Saved data entries.
******************************
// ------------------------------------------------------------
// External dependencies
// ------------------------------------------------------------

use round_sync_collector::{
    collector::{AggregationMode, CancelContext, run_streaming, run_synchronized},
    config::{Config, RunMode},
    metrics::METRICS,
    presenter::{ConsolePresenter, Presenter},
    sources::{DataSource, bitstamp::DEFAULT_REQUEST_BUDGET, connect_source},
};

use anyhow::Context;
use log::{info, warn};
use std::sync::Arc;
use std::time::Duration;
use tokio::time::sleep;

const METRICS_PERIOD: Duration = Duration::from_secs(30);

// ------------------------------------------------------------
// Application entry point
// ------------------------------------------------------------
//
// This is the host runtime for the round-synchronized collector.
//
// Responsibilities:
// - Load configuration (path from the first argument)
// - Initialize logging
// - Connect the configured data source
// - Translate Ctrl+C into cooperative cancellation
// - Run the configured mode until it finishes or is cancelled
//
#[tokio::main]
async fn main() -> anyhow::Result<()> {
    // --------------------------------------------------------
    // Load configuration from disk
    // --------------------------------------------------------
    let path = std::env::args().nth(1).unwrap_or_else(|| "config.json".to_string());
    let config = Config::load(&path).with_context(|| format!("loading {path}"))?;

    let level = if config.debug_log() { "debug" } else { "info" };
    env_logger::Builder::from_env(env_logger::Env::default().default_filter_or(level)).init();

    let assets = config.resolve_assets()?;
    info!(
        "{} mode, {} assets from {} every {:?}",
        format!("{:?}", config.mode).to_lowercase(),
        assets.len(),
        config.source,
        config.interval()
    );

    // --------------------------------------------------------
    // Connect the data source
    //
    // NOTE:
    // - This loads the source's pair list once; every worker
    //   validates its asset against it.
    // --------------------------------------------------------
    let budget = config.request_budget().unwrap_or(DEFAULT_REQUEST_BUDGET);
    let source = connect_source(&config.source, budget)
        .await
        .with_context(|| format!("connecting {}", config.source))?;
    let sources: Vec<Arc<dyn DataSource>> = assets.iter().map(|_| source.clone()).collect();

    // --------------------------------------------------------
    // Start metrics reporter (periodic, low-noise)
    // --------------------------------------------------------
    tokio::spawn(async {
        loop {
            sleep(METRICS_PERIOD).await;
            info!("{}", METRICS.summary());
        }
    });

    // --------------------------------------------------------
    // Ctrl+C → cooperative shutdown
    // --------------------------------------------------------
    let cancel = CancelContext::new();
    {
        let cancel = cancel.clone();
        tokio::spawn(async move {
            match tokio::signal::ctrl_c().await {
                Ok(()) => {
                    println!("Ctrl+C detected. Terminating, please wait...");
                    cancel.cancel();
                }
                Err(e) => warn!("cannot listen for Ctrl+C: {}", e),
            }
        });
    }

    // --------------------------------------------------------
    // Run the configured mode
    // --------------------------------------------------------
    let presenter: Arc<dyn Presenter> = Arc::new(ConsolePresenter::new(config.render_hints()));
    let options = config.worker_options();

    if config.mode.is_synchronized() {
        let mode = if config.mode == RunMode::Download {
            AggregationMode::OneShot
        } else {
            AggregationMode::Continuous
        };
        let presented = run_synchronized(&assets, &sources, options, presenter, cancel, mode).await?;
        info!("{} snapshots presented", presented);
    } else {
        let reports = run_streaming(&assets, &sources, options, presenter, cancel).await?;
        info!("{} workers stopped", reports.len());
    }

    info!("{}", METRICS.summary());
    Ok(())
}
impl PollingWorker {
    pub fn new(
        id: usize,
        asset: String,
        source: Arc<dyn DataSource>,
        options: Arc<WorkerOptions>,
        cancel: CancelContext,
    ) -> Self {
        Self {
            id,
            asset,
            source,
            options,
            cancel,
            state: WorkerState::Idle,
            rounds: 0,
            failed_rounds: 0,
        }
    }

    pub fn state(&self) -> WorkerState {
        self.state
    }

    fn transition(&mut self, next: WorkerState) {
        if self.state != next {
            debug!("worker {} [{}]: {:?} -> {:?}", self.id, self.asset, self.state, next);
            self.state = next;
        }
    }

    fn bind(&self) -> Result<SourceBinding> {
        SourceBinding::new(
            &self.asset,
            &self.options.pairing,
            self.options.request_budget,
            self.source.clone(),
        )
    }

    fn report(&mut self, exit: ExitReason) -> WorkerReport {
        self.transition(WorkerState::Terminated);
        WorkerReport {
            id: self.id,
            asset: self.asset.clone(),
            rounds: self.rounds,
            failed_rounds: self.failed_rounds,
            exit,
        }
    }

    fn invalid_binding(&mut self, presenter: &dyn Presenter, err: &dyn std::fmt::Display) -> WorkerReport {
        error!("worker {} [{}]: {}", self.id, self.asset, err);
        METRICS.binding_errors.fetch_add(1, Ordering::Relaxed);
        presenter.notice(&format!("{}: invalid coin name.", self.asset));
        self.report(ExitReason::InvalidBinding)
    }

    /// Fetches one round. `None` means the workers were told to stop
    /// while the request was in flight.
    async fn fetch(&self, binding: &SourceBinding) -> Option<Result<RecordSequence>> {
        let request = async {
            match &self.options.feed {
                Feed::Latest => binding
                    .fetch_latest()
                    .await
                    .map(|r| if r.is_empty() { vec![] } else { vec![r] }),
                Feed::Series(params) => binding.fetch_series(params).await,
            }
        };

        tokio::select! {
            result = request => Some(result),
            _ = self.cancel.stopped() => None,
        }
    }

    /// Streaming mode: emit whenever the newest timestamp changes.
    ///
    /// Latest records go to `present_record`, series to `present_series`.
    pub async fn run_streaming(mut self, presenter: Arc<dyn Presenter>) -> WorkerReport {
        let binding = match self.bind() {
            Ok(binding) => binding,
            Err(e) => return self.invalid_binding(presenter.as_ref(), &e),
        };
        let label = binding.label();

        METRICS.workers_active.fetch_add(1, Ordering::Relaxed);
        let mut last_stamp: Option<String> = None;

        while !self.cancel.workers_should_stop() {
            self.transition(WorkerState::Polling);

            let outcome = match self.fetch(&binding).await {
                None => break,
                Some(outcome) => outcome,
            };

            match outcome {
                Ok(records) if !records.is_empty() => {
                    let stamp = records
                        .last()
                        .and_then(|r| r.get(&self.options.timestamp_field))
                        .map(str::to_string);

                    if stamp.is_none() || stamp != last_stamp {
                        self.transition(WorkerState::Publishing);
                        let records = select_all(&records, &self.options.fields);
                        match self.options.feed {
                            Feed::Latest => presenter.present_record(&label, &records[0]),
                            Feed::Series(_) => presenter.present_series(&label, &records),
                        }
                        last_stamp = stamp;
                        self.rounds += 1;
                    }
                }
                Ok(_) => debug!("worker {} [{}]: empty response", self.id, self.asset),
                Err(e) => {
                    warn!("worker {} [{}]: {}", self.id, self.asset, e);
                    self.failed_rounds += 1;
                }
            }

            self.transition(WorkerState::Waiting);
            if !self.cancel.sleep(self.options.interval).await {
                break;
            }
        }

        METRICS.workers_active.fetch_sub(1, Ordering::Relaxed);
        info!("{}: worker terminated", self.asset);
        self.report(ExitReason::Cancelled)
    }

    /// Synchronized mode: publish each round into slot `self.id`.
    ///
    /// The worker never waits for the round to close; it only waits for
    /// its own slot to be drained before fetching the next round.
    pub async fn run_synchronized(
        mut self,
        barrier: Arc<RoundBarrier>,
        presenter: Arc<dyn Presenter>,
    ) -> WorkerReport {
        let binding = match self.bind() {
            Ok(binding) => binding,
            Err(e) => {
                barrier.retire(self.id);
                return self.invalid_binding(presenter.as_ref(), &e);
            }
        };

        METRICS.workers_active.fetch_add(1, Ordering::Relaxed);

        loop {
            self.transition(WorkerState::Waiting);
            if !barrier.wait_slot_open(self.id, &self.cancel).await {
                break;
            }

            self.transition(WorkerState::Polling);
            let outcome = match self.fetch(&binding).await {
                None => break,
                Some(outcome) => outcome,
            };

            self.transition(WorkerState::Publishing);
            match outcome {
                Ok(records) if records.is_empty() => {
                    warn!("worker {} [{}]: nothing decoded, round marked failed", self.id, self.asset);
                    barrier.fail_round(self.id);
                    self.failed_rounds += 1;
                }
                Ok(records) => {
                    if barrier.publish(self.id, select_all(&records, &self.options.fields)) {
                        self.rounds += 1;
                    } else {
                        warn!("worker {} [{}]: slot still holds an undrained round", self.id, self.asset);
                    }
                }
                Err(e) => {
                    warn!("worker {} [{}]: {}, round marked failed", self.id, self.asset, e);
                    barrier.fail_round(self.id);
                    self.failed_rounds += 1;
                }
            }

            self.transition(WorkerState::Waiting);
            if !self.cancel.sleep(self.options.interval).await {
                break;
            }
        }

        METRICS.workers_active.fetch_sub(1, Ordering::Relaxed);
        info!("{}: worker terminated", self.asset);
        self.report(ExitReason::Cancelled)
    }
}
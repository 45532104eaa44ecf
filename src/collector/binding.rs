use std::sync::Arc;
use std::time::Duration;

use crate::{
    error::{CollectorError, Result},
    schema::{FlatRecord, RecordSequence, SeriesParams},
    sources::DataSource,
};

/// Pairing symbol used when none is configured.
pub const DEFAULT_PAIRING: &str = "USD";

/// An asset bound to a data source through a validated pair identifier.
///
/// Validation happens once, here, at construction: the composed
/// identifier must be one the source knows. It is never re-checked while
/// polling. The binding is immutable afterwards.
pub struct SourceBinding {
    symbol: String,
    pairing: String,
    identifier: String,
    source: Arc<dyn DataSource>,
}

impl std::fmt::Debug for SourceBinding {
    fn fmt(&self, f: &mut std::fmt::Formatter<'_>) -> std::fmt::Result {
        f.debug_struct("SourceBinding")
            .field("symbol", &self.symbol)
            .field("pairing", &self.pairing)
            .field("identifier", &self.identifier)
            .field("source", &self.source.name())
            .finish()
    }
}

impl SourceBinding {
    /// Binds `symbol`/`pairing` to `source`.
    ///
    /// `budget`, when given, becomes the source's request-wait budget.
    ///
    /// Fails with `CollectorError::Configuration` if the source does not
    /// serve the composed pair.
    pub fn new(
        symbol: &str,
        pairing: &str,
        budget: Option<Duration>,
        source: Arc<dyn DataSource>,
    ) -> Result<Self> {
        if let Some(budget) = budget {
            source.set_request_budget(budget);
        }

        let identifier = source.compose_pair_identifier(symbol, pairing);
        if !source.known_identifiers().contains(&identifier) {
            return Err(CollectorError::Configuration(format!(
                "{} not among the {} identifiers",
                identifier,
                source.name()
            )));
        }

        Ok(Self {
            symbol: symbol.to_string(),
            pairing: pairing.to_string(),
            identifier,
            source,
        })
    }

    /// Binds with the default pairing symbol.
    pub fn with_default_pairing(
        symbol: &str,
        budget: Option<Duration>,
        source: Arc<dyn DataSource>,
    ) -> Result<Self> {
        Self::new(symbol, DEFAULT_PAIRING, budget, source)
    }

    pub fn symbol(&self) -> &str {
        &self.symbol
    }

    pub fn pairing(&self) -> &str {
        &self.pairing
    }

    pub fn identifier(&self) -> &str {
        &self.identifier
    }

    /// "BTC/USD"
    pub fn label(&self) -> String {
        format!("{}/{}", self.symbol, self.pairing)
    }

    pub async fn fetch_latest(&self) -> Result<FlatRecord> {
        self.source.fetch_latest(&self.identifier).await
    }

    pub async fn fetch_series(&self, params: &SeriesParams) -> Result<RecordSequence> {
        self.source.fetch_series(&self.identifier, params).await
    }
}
******************************
Exercise requirements.
Reproduce word for word the lines of the records above, beginning at the first and ending with the line where "the first argument)" appears, and nothing past it.

Finished task.
// ------------------------------------------------------------
// External dependencies
// ------------------------------------------------------------

use round_sync_collector::{
    collector::{AggregationMode, CancelContext, run_streaming, run_synchronized},
    config::{Config, RunMode},
    metrics::METRICS,
    presenter::{ConsolePresenter, Presenter},
    sources::{DataSource, bitstamp::DEFAULT_REQUEST_BUDGET, connect_source},
};

use anyhow::Context;
use log::{info, warn};
use std::sync::Arc;
use std::time::Duration;
use tokio::time::sleep;

const METRICS_PERIOD: Duration = Duration::from_secs(30);

// ------------------------------------------------------------
// Application entry point
// ------------------------------------------------------------
//
// This is the host runtime for the round-synchronized collector.
//
// Responsibilities:
// - Load configuration (path from the first argument)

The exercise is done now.